Since the darknet can be used to commit criminal activities, we should be capable of blocking the Tor connection. This capability requires us to propose approaches to identify Tor traffic because detecting Tor traffic is a prerequisite for blocking it. What is more, the various obfuscation mechanisms introduced by Tor require us to detect the obfuscated Tor traffic. Existing researches only identify the traffic obfuscated by one of the obfuscation mechanisms. Therefore, we propose an approach based on a sliding window to identify different kinds of obfuscated Tor traffic. In other words, we will distinguish Meek-based, FTE-based, and Obfs4-based Tor traffic from normal traffic. Besides, prior works do not make any obfuscated Tor traffic dataset publicly available for the research community to use and build upon. In summary, this paper makes the following contributions:(1)Utilizing a sliding time window to split TCP flows instead of extracting features from a single overall flow, which helps to reduce the number of data packets required for detection and effectively improve the real-time detection.(2)Conducting detailed experiments and analysis to show the effectiveness of the features extracted from the sliding window.(3)Establishing a general multiclassification model with universal features to detect three kinds of obfuscated Tor traffic, which achieves about 99% precision rate and recall rate.(4)A large amount of three kinds of obfuscated Tor traffic which has been collected and published on the web (https://github.com/QQQQing/Obfuscated-Tor-Traffic).

The rest of the paper is organized as follows. Section 2 discusses related work in Tor traffic identification. Section 3 introduces the features used in the model and shows their effectiveness. Section 4 elaborates on the experiment, including the models, the dataset, and the metrics to evaluate the models’ performance. Section 5 discusses the computational complexity and the limitations of our method. And finally, Section 6 concludes the paper.

At present, traffic detection commonly uses three methods: port-based method, DPI (Deep Packet Inspection)-based method, and flow feature-based method. However, the first two techniques are not suitable to detect obfuscated Tor traffic for the following two reasons: (1) the commonly used port of onion routing nodes changes from 9001 to 443, which is the same port used by SSL/TLS protocols; (2) the Tor traffic is encrypted, so there is no special keyword in the packets. Therefore, a flow feature-based method is proper to solve such a problem. A flow feature-based method is always combined with deep learning algorithms and machine learning algorithms, widely used in the Intrusion Detection System (IDS). For example, Swarna Priya et al. [8] used deep neural networks to develop effective and efficient IDS in the IoMT (the Internet of Medical Things) environment. Khan et al. [9] present a framework based on decision trees that effectively detect P2P botnets.

There are numerous researches on nonobfuscated Tor traffic identification based on time-related and packet-related features from the traffic flows [1019]. In Table 1, we analyze different approaches for nonobfuscated Tor traffic identification. Some of them trained a supervised machine learning model [1016], such as Random Forest and SVM (support vector machine), and others introduced an unsupervised machine learning model [15]. Some researchers also generated fingerprints for SSL/TLS flows to distinguish Tor traffic from normal traffic [1618]. Particularly in [16], He et al. compared the means of fingerprint matching and ML-based classification and pointed out the advantages and disadvantages of both. Zhioua [19] proposed an HMM-based approach to identify the Tor traffic.
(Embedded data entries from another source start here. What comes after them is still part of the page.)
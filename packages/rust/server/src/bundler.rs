//! Watch-mode bundling: build once, then rebuild on every source change.
//!
//! The build itself is a [`BuildStep`]; [`WatchBundler`] owns the watcher and
//! a single long-lived rebuild task that runs the step for each burst of
//! changes until the returned [`WatchSubscription`] is unsubscribed.

use std::future::Future;
use std::path::{Path, PathBuf};
use std::process::Stdio;
use std::sync::Arc;
use std::time::Duration;

use docsite_shared::{DocsiteError, Result};
use notify::event::{MetadataKind, ModifyKind};
use notify::{Event, EventKind, RecommendedWatcher, RecursiveMode, Watcher};
use tokio::sync::{mpsc, oneshot};
use tokio::task::JoinHandle;
use tracing::{debug, info, warn};

/// Inputs shared by every build.
#[derive(Debug, Clone)]
pub struct BundleOptions {
    /// Entry files handed to the build step.
    pub entries: Vec<PathBuf>,
    /// Output directory; changes under it never trigger a rebuild.
    pub dist_dir: PathBuf,
    pub source_maps: bool,
    /// Window for coalescing bursts of file events.
    pub debounce: Duration,
}

/// One build of the site into `BundleOptions::dist_dir`.
pub trait BuildStep: Send + Sync + 'static {
    fn name(&self) -> &str;
    fn build(&self, options: &BundleOptions) -> impl Future<Output = Result<()>> + Send;
}

// ---------------------------------------------------------------------------
// Build steps
// ---------------------------------------------------------------------------

/// Copies each entry file into the output directory unchanged.
#[derive(Debug, Clone, Copy, Default)]
pub struct CopyStep;

impl BuildStep for CopyStep {
    fn name(&self) -> &str {
        "copy"
    }

    async fn build(&self, options: &BundleOptions) -> Result<()> {
        tokio::fs::create_dir_all(&options.dist_dir)
            .await
            .map_err(|e| DocsiteError::io(&options.dist_dir, e))?;

        for entry in &options.entries {
            let file_name = entry.file_name().ok_or_else(|| {
                DocsiteError::Bundle(format!("entry has no file name: {}", entry.display()))
            })?;
            tokio::fs::copy(entry, options.dist_dir.join(file_name))
                .await
                .map_err(|e| DocsiteError::io(entry, e))?;
        }

        Ok(())
    }
}

/// Runs an external bundler CLI for every build.
#[derive(Debug, Clone)]
pub struct CommandStep {
    program: String,
    args: Vec<String>,
}

impl CommandStep {
    pub fn new(
        program: impl Into<String>,
        args: impl IntoIterator<Item = impl Into<String>>,
    ) -> Self {
        Self {
            program: program.into(),
            args: args.into_iter().map(Into::into).collect(),
        }
    }

    /// Split a configured command line (`["npx", "parcel"]`) into program and args.
    pub fn from_command(command: &[String]) -> Result<Self> {
        let (program, args) = command
            .split_first()
            .ok_or_else(|| DocsiteError::config("bundler command is empty"))?;
        Ok(Self::new(program.clone(), args.iter().cloned()))
    }

    /// Full argument list for one build.
    pub fn command_args(&self, options: &BundleOptions) -> Vec<String> {
        let mut args = self.args.clone();
        args.push("build".into());
        args.extend(options.entries.iter().map(|e| e.to_string_lossy().into_owned()));
        args.push("--dist-dir".into());
        args.push(options.dist_dir.to_string_lossy().into_owned());
        args.push("--public-url".into());
        args.push("/".into());
        if !options.source_maps {
            args.push("--no-source-maps".into());
        }
        args
    }
}

impl BuildStep for CommandStep {
    fn name(&self) -> &str {
        &self.program
    }

    async fn build(&self, options: &BundleOptions) -> Result<()> {
        let output = tokio::process::Command::new(&self.program)
            .args(self.command_args(options))
            .stdin(Stdio::null())
            .kill_on_drop(true)
            .output()
            .await
            .map_err(|e| DocsiteError::Bundle(format!("failed to run {}: {e}", self.program)))?;

        if !output.status.success() {
            let stderr = String::from_utf8_lossy(&output.stderr);
            return Err(DocsiteError::Bundle(format!(
                "{} exited with {}: {}",
                self.program,
                output.status,
                stderr.trim()
            )));
        }

        Ok(())
    }
}

// ---------------------------------------------------------------------------
// Watch session
// ---------------------------------------------------------------------------

/// A build step plus the directory tree whose changes trigger it.
pub struct WatchBundler<S> {
    step: Arc<S>,
    options: BundleOptions,
    watch_root: PathBuf,
}

impl<S: BuildStep> WatchBundler<S> {
    pub fn new(step: S, options: BundleOptions, watch_root: impl Into<PathBuf>) -> Self {
        Self {
            step: Arc::new(step),
            options,
            watch_root: watch_root.into(),
        }
    }

    /// Run the initial build, then start watching.
    ///
    /// Resolves only after the first build has finished, so the output
    /// directory is populated before anyone serves it. A failing initial
    /// build is returned as an error; later failures are logged and the
    /// previous output stays in place.
    pub async fn watch(self) -> Result<WatchSubscription> {
        self.step.build(&self.options).await?;
        info!(step = self.step.name(), "initial build complete");

        let (changes_tx, changes_rx) = mpsc::unbounded_channel();
        let ignored = self.options.dist_dir.clone();
        let mut watcher = notify::recommended_watcher(move |res: notify::Result<Event>| match res {
            Ok(event) => {
                if triggers_rebuild(&event, &ignored) {
                    let _ = changes_tx.send(());
                }
            }
            Err(e) => warn!(error = %e, "watch error"),
        })
        .map_err(|e| DocsiteError::Watch(e.to_string()))?;

        watcher
            .watch(&self.watch_root, RecursiveMode::Recursive)
            .map_err(|e| DocsiteError::Watch(format!("{}: {e}", self.watch_root.display())))?;
        debug!(root = %self.watch_root.display(), "watching for changes");

        let (shutdown_tx, shutdown_rx) = oneshot::channel();
        let task = tokio::spawn(rebuild_loop(self.step, self.options, changes_rx, shutdown_rx));

        Ok(WatchSubscription {
            watcher,
            shutdown: shutdown_tx,
            task,
        })
    }
}

/// Handle to a running watch session.
pub struct WatchSubscription {
    watcher: RecommendedWatcher,
    shutdown: oneshot::Sender<()>,
    task: JoinHandle<()>,
}

impl WatchSubscription {
    /// Stop watching and wait for the rebuild task to exit.
    ///
    /// A rebuild already in progress runs to completion; no further
    /// rebuilds are scheduled.
    pub async fn unsubscribe(self) -> Result<()> {
        drop(self.watcher);
        let _ = self.shutdown.send(());
        self.task
            .await
            .map_err(|e| DocsiteError::Watch(format!("rebuild task failed: {e}")))?;
        debug!("watch subscription closed");
        Ok(())
    }
}

async fn rebuild_loop<S: BuildStep>(
    step: Arc<S>,
    options: BundleOptions,
    mut changes: mpsc::UnboundedReceiver<()>,
    mut shutdown: oneshot::Receiver<()>,
) {
    loop {
        tokio::select! {
            _ = &mut shutdown => break,
            change = changes.recv() => {
                if change.is_none() {
                    break;
                }
                tokio::time::sleep(options.debounce).await;
                while changes.try_recv().is_ok() {}

                match step.build(&options).await {
                    Ok(()) => info!(step = step.name(), "rebuilt"),
                    Err(e) => warn!(
                        step = step.name(),
                        error = %e,
                        "rebuild failed, keeping previous output"
                    ),
                }
            }
        }
    }
}

fn triggers_rebuild(event: &Event, ignored: &Path) -> bool {
    let relevant_kind = match event.kind {
        EventKind::Modify(ModifyKind::Metadata(MetadataKind::AccessTime)) => false,
        EventKind::Create(_) | EventKind::Modify(_) | EventKind::Remove(_) => true,
        _ => false,
    };
    relevant_kind && event.paths.iter().any(|path| !path.starts_with(ignored))
}
//! Package catalog orchestration for docsite.
//!
//! This crate ties the discovery primitives together into the package scan
//! (`get_packages_info`) and writes the resulting catalog for the page generator.

pub mod catalog;
pub mod pipeline;

pub use catalog::{render_catalog, write_catalog};
pub use pipeline::{ScanObserver, SilentObserver, get_packages_info, get_packages_info_with};
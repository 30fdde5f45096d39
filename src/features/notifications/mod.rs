//! # Notifications Feature
//!
//! Threshold-based expiry alerts, renewal reminders and the daily family
//! summary, delivered through pluggable sinks.
//!
//! - **Version**: 1.4.0
//! - **Since**: 0.1.0
//! - **Toggleable**: true
//!
//! ## Changelog
//! - 1.4.0: Manual check and scheduler status
//! - 1.3.0: Per-document history keyed by expiry date; renewals start fresh
//! - 1.2.0: Only the most urgent crossed threshold fires per check
//! - 1.1.0: Daily family summary
//! - 1.0.0: Initial threshold alerts

pub mod alerts;
pub mod schedule;
pub mod scheduler;
pub mod sink;

pub use alerts::{ExpiryAlert, FamilySummary, RenewalReminder};
pub use schedule::{NotificationRecord, NotificationSchedule, DEFAULT_OFFSETS};
pub use scheduler::{should_send_daily_summary, CheckReport, NotificationScheduler, SchedulerStatus};
pub use sink::{LogSink, NotificationSink};
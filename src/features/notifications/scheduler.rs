//! Periodic expiry check
//!
//! Each pass loads settings fresh, classifies every document and hands due
//! alerts to the configured sinks. The offset is only recorded once a sink
//! actually delivered, so a failed delivery is retried on the next pass.

use anyhow::Result;
use chrono::{Local, NaiveDate, Timelike, Utc};
use log::{debug, error, info, warn};
use serde::Serialize;
use std::sync::Arc;
use std::time::Duration;

use super::alerts::{ExpiryAlert, FamilySummary, RenewalReminder};
use super::schedule::NotificationRecord;
use super::sink::NotificationSink;
use crate::core::WorkflowStatus;
use crate::database::{Database, TrackedDocument};
use crate::features::expiry::UrgencyTier;
use crate::features::settings::{load_key, AppSettings};

/// Local hour from which the daily summary may go out
pub const DAILY_SUMMARY_HOUR: u32 = 8;

/// Manual checks resend alerts for documents this close to expiry
pub const MANUAL_ALERT_DAYS: i64 = 30;

/// Settings key holding the date of the last daily summary
pub const LAST_SUMMARY_KEY: &str = "last_daily_summary";

/// Outcome of one check pass
#[derive(Debug, Clone, Default, PartialEq, Eq, Serialize)]
pub struct CheckReport {
    pub documents_checked: usize,
    pub notifications_sent: usize,
    pub reminders_sent: usize,
    pub urgent_count: usize,
    pub warning_count: usize,
    pub summary_sent: bool,
}

impl CheckReport {
    fn count_tier(&mut self, tracked: &TrackedDocument) {
        match tracked.status.tier() {
            Some(UrgencyTier::Critical) => self.urgent_count += 1,
            Some(UrgencyTier::ActNow) | Some(UrgencyTier::PlanRenewal) => self.warning_count += 1,
            _ => {}
        }
    }
}

/// Scheduler state as shown on a status page
#[derive(Debug, Clone, Serialize)]
pub struct SchedulerStatus {
    pub check_interval_minutes: u64,
    pub last_daily_summary: Option<NaiveDate>,
    pub sinks: Vec<String>,
}

#[derive(Clone, Copy)]
enum Outgoing<'a> {
    Alert(&'a ExpiryAlert),
    Reminder(&'a RenewalReminder),
    Summary(&'a FamilySummary),
}

pub struct NotificationScheduler {
    db: Database,
    sinks: Vec<Arc<dyn NotificationSink>>,
    app_url: Option<String>,
    interval: Duration,
}

impl NotificationScheduler {
    pub fn new(db: Database, interval: Duration) -> Self {
        Self {
            db,
            sinks: Vec::new(),
            app_url: None,
            interval,
        }
    }

    pub fn with_sink(mut self, sink: Arc<dyn NotificationSink>) -> Self {
        self.sinks.push(sink);
        self
    }

    pub fn with_app_url(mut self, url: impl Into<String>) -> Self {
        self.app_url = Some(url.into());
        self
    }

    /// Run checks forever on the configured interval
    ///
    /// The first tick fires immediately. A failed pass is logged and the loop
    /// carries on.
    pub async fn run(&self) {
        info!(
            "Notification scheduler started (every {}s, {} sink(s))",
            self.interval.as_secs(),
            self.sinks.len()
        );
        let mut interval = tokio::time::interval(self.interval);

        loop {
            interval.tick().await;
            let now = Local::now().naive_local();
            match self.check(now.date(), now.hour()).await {
                Ok(report) => debug!("Scheduled check finished: {:?}", report),
                Err(e) => error!("Scheduled notification check failed: {}", e),
            }
        }
    }

    /// One scheduled pass for `today`, with `hour` as the local hour of day
    pub async fn check(&self, today: NaiveDate, hour: u32) -> Result<CheckReport> {
        let settings = AppSettings::load(&self.db).await?;
        let schedule = &settings.notification_schedule;
        let mut report = CheckReport::default();

        for tracked in self.db.get_tracked_documents(today).await? {
            report.documents_checked += 1;
            report.count_tier(&tracked);

            let (Some(document_id), Some(expiry), Some(days_left)) = (
                tracked.document.id,
                tracked.document.expiry_date,
                tracked.status.days_left(),
            ) else {
                continue;
            };

            let record = self.db.get_notification_record(document_id).await?;
            let last_notified = NotificationRecord::offset_for(record.as_ref(), expiry);
            let Some(offset) = schedule.due_offset(days_left, last_notified) else {
                continue;
            };

            let alert = ExpiryAlert::build(
                &tracked.document,
                &tracked.holder,
                expiry,
                days_left,
                Some(offset),
                self.app_url.as_deref(),
            );
            if self.deliver(Outgoing::Alert(&alert)).await == 0 {
                warn!(
                    "No sink delivered the {}-day alert for document {}; will retry",
                    offset, document_id
                );
                continue;
            }

            self.db
                .record_notification(&NotificationRecord {
                    document_id,
                    last_offset: offset,
                    expiry_date: expiry,
                    notified_at: Utc::now(),
                })
                .await?;
            report.notifications_sent += 1;
            info!(
                "Sent {}-day expiry alert for {}'s {}",
                offset, tracked.holder.name, alert.document_name
            );

            if wants_renewal_reminder(&tracked, days_left) {
                let reminder = RenewalReminder::build(&tracked.document, &tracked.holder, today);
                if self.deliver(Outgoing::Reminder(&reminder)).await > 0 {
                    report.reminders_sent += 1;
                }
            }
        }

        let last_summary = self.last_daily_summary().await?;
        if should_send_daily_summary(settings.daily_summary_enabled, last_summary, today, hour) {
            let summary = FamilySummary::build(report.urgent_count, report.warning_count);
            report.summary_sent = self.deliver(Outgoing::Summary(&summary)).await > 0;
            self.db.set_setting_json(LAST_SUMMARY_KEY, &today).await?;
            if report.summary_sent {
                info!("Sent daily family summary");
            }
        }

        if report.notifications_sent > 0 {
            info!("Sent {} notification(s)", report.notifications_sent);
        }
        Ok(report)
    }

    /// Manual trigger
    ///
    /// Alerts go out for every document within [`MANUAL_ALERT_DAYS`] of
    /// expiry regardless of history, and the family summary is always sent.
    /// Nothing is recorded, so the scheduled thresholds are unaffected.
    pub async fn check_now(&self, today: NaiveDate) -> Result<CheckReport> {
        info!("Manual notification check triggered");
        let mut report = CheckReport::default();

        for tracked in self.db.get_tracked_documents(today).await? {
            report.documents_checked += 1;
            report.count_tier(&tracked);

            let (Some(expiry), Some(days_left)) =
                (tracked.document.expiry_date, tracked.status.days_left())
            else {
                continue;
            };
            if days_left > MANUAL_ALERT_DAYS {
                continue;
            }

            let alert = ExpiryAlert::build(
                &tracked.document,
                &tracked.holder,
                expiry,
                days_left,
                None,
                self.app_url.as_deref(),
            );
            if self.deliver(Outgoing::Alert(&alert)).await > 0 {
                report.notifications_sent += 1;
            }

            if wants_renewal_reminder(&tracked, days_left) {
                let reminder = RenewalReminder::build(&tracked.document, &tracked.holder, today);
                if self.deliver(Outgoing::Reminder(&reminder)).await > 0 {
                    report.reminders_sent += 1;
                }
            }
        }

        let summary = FamilySummary::build(report.urgent_count, report.warning_count);
        report.summary_sent = self.deliver(Outgoing::Summary(&summary)).await > 0;
        if report.summary_sent {
            report.notifications_sent += 1;
        }

        info!(
            "Manual check complete: {} sent, {} urgent, {} warning",
            report.notifications_sent, report.urgent_count, report.warning_count
        );
        Ok(report)
    }

    pub async fn status(&self) -> Result<SchedulerStatus> {
        Ok(SchedulerStatus {
            check_interval_minutes: self.interval.as_secs() / 60,
            last_daily_summary: self.last_daily_summary().await?,
            sinks: self.sinks.iter().map(|s| s.name().to_string()).collect(),
        })
    }

    async fn last_daily_summary(&self) -> Result<Option<NaiveDate>> {
        load_key::<Option<NaiveDate>>(&self.db, LAST_SUMMARY_KEY, None).await
    }

    /// Hand one notification to every sink; returns how many delivered
    async fn deliver(&self, outgoing: Outgoing<'_>) -> usize {
        let mut delivered = 0;
        for sink in &self.sinks {
            let result = match outgoing {
                Outgoing::Alert(alert) => sink.send_expiry_alert(alert).await,
                Outgoing::Reminder(reminder) => sink.send_renewal_reminder(reminder).await,
                Outgoing::Summary(summary) => sink.send_family_summary(summary).await,
            };
            match result {
                Ok(()) => delivered += 1,
                Err(e) => warn!("Sink '{}' failed: {}", sink.name(), e),
            }
        }
        delivered
    }
}

/// Calendar-style renewal reminder accompanies alerts outside the last month,
/// and every alert for a document whose renewal is already underway
fn wants_renewal_reminder(tracked: &TrackedDocument, days_left: i64) -> bool {
    days_left > MANUAL_ALERT_DAYS || tracked.document.status == WorkflowStatus::ApplicationSubmitted
}

/// Once per calendar day, from [`DAILY_SUMMARY_HOUR`] local time, when enabled
pub fn should_send_daily_summary(
    enabled: bool,
    last_sent: Option<NaiveDate>,
    today: NaiveDate,
    hour: u32,
) -> bool {
    enabled && hour >= DAILY_SUMMARY_HOUR && last_sent != Some(today)
}
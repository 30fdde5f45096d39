//! # Expiry Feature
//!
//! Color-coded urgency tiers for documents, following the six-month rule.
//!
//! - **Version**: 1.1.0
//! - **Since**: 0.1.0
//! - **Toggleable**: false
//!
//! ## Changelog
//! - 1.1.0: Documents without an expiry date are reported as in progress
//! - 1.0.0: Initial tier table

pub mod classifier;

pub use classifier::{
    classify, days_until, format_date_friendly, reminder_dates, tier_for_days, ExpiryStatus,
    UrgencyTier,
};
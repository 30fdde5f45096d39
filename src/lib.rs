// Core layer - shared types and configuration
pub mod core;

// Features layer - expiry, notifications, settings and friends
pub mod features;

// Persistence
pub mod database;

pub use core::Config;
pub use database::{Database, TrackedDocument};

pub use features::{
    // Dashboard
    DashboardSummary,
    // Demo
    load_demo_data,
    // Expiry
    classify, ExpiryStatus, UrgencyTier,
    // Notifications
    CheckReport, LogSink, NotificationScheduler, NotificationSink,
    // Photos
    PhotoStore,
    // Settings
    AppSettings, IntegrationStatus,
};
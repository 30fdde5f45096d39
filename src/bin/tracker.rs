use anyhow::Result;
use chrono::Local;
use dotenvy::dotenv;
use log::{info, warn};
use std::sync::Arc;
use std::time::Duration;

use passport_tracker::core::{Config, DocumentCipher};
use passport_tracker::database::Database;
use passport_tracker::features::{
    get_app_version, get_features, load_demo_data, AppSettings, IntegrationStatus, LogSink,
    NotificationScheduler,
};

#[tokio::main]
async fn main() -> Result<()> {
    // Load environment variables from .env file
    dotenv().ok();

    let config = Config::from_env()?;

    env_logger::Builder::from_env(env_logger::Env::default().default_filter_or(&config.log_level))
        .init();

    info!("Starting passport tracker v{}...", get_app_version());
    for feature in get_features() {
        info!("  {} v{}", feature.name, feature.version);
    }

    let cipher = DocumentCipher::from_hex_key(&config.encryption_key)?;
    let database = Database::new(&config.database_path, cipher).await?;

    let args: Vec<String> = std::env::args().skip(1).collect();

    if args.iter().any(|a| a == "--load-demo") {
        let loaded = load_demo_data(&database).await?;
        println!(
            "Loaded demo family: {} people, {} documents",
            loaded.people, loaded.documents
        );
        return Ok(());
    }

    let settings = AppSettings::load(&database).await?;
    let integrations = IntegrationStatus::from_settings(&settings, &config);
    info!(
        "Integrations: pushover={} caldav={} smtp={} tunnel={}",
        integrations.pushover, integrations.caldav, integrations.smtp, integrations.tunnel
    );
    if settings.notification_schedule.is_empty() {
        warn!("Notification schedule is empty; expiry alerts are disabled");
    } else {
        info!("Notification schedule: {} days", settings.notification_schedule);
    }

    let scheduler = NotificationScheduler::new(
        database.clone(),
        Duration::from_secs(config.check_interval_secs),
    )
    .with_sink(Arc::new(LogSink))
    .with_app_url(config.app_url());

    if args.iter().any(|a| a == "--check-now") {
        let report = scheduler.check_now(Local::now().date_naive()).await?;
        println!(
            "Checked {} documents: {} notifications sent, {} urgent, {} need attention",
            report.documents_checked,
            report.notifications_sent,
            report.urgent_count,
            report.warning_count
        );
        return Ok(());
    }

    let scheduler = Arc::new(scheduler);
    let handle = tokio::spawn({
        let scheduler = scheduler.clone();
        async move { scheduler.run().await }
    });

    tokio::select! {
        _ = tokio::signal::ctrl_c() => {
            info!("Shutting down");
        }
        result = handle => {
            if let Err(e) = result {
                warn!("Scheduler task ended unexpectedly: {}", e);
            }
        }
    }

    Ok(())
}
//! Notification payloads handed to sinks
//!
//! Priorities follow the push convention: -1 low, 0 normal, 1 high,
//! 2 emergency.

use chrono::NaiveDate;
use serde::{Deserialize, Serialize};

use crate::core::{Document, Person, WorkflowStatus};
use crate::features::expiry::format_date_friendly;

/// An alert that a document is approaching (or past) expiry
#[derive(Debug, Clone, PartialEq, Serialize, Deserialize)]
pub struct ExpiryAlert {
    pub document_id: Option<i64>,
    pub holder_name: String,
    pub document_name: String,
    pub country: String,
    pub days_left: i64,
    pub expiry_date: NaiveDate,
    /// Schedule offset that triggered this alert, `None` for manual checks
    pub offset: Option<u32>,
    pub priority: i8,
    pub title: String,
    pub message: String,
    pub url: Option<String>,
}

impl ExpiryAlert {
    pub fn build(
        document: &Document,
        holder: &Person,
        expiry_date: NaiveDate,
        days_left: i64,
        offset: Option<u32>,
        app_url: Option<&str>,
    ) -> Self {
        let (priority, urgency, action) = if days_left <= 7 {
            (2, "CRITICAL", "Immediate action required")
        } else if days_left <= 30 {
            (1, "URGENT", "Consider expedited processing")
        } else if days_left <= 90 {
            (0, "ACTION NEEDED", "Start renewal process now")
        } else {
            (-1, "PLAN AHEAD", "Plan for renewal")
        };

        let document_name = document.doc_type.display_name();
        let message = if days_left > 0 {
            format!(
                "{}: {}'s {} ({}) expires in {} days ({}). {}.",
                urgency,
                holder.name,
                document_name,
                document.country,
                days_left,
                format_date_friendly(Some(expiry_date)),
                action
            )
        } else if days_left == 0 {
            format!(
                "{}: {}'s {} ({}) expires today. Immediate renewal required.",
                urgency, holder.name, document_name, document.country
            )
        } else {
            format!(
                "{}: {}'s {} ({}) expired {} days ago. Immediate renewal required.",
                urgency,
                holder.name,
                document_name,
                document.country,
                days_left.abs()
            )
        };

        ExpiryAlert {
            document_id: document.id,
            holder_name: holder.name.clone(),
            document_name,
            country: document.country.clone(),
            days_left,
            expiry_date,
            offset,
            priority,
            title: format!("Document Expiry Alert - {}", holder.name),
            message,
            url: app_url.map(str::to_string),
        }
    }
}

/// Progress reminder for a document whose renewal is underway
#[derive(Debug, Clone, PartialEq, Serialize, Deserialize)]
pub struct RenewalReminder {
    pub document_id: Option<i64>,
    pub title: String,
    pub message: String,
}

impl RenewalReminder {
    pub fn build(document: &Document, holder: &Person, today: NaiveDate) -> Self {
        let document_name = document.doc_type.display_name();

        let message = if document.status == WorkflowStatus::ApplicationSubmitted {
            let mut message = format!(
                "Reminder: {}'s {} renewal application is in progress.",
                holder.name, document_name
            );
            if let Some(estimate) = document.processing_estimate.as_deref().filter(|e| !e.is_empty()) {
                message.push_str(&format!(" Estimated processing time: {}.", estimate));
            }
            if let Some(submitted) = document.submission_date {
                let days_since = (today - submitted).num_days();
                message.push_str(&format!(" Application submitted {} days ago.", days_since));
            }
            message
        } else {
            format!(
                "Reminder: Time to start the renewal process for {}'s {} ({}).",
                holder.name, document_name, document.country
            )
        };

        RenewalReminder {
            document_id: document.id,
            title: format!("Renewal Reminder - {}", holder.name),
            message,
        }
    }
}

/// Daily roll-up across the whole family
#[derive(Debug, Clone, PartialEq, Serialize, Deserialize)]
pub struct FamilySummary {
    pub urgent_count: usize,
    pub warning_count: usize,
    pub priority: i8,
    pub title: String,
    pub message: String,
}

impl FamilySummary {
    pub fn build(urgent_count: usize, warning_count: usize) -> Self {
        if urgent_count == 0 && warning_count == 0 {
            return FamilySummary {
                urgent_count,
                warning_count,
                priority: -1,
                title: "Daily Document Summary".to_string(),
                message: "All family documents are current. No action needed.".to_string(),
            };
        }

        let mut message = String::from("Family Document Summary:\n");
        if urgent_count > 0 {
            message.push_str(&format!(
                "{} urgent document(s) need immediate attention\n",
                urgent_count
            ));
        }
        if warning_count > 0 {
            message.push_str(&format!(
                "{} document(s) need renewal planning\n",
                warning_count
            ));
        }
        message.push_str("Check the app for details.");

        FamilySummary {
            urgent_count,
            warning_count,
            priority: if urgent_count > 0 { 1 } else { 0 },
            title: "Family Document Alert".to_string(),
            message,
        }
    }
}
Since more and more methods have been developed to detect nonobfuscated Tor traffic, Tor utilizes obfuscation to improve its reliability and anonymity. These obfuscation methods each have variant mechanisms to protect Tor traffic from detection. As mentioned above, Meek-based, FTE-based, and Obfs4-based obfuscation are three officially supported plugins. Next, we will briefly introduce their working mechanism and corresponding detecting method proposed by existing research. In Table 2, we analyze different approaches for obfuscated Tor traffic identification.

2.1. Meek-Based Obfuscation

The key to Meek-based obfuscation lies in the use of domain front technology, which uses different domain names at different communication layers [5] and tunnels to avoid censorship. There are three entities involved in the communication: Tor client with Meek plugin, fronted server with an allowed domain name provided by the cloud service provider, and Tor server with Meek plugin. When a client wants to connect to the Tor network, it encapsulates the Tor request into a TLS layer with the domain name of the fronted server in the header and then sends the request to the fronted server. After the fronted server received the packet, it unpacks the internal request and sends it to the Tor server. Since the server is not allowed to push data to the client actively, the client needs to continuously poll the fronted server to check whether the Tor server sends data back and finally obtains the response content. In short, Meek-based obfuscation avoid censorship by using a cloud server with an allowed domain name to forward the requests to the Tor, and as a result, the traffic just seems like ordinary cloud service traffic.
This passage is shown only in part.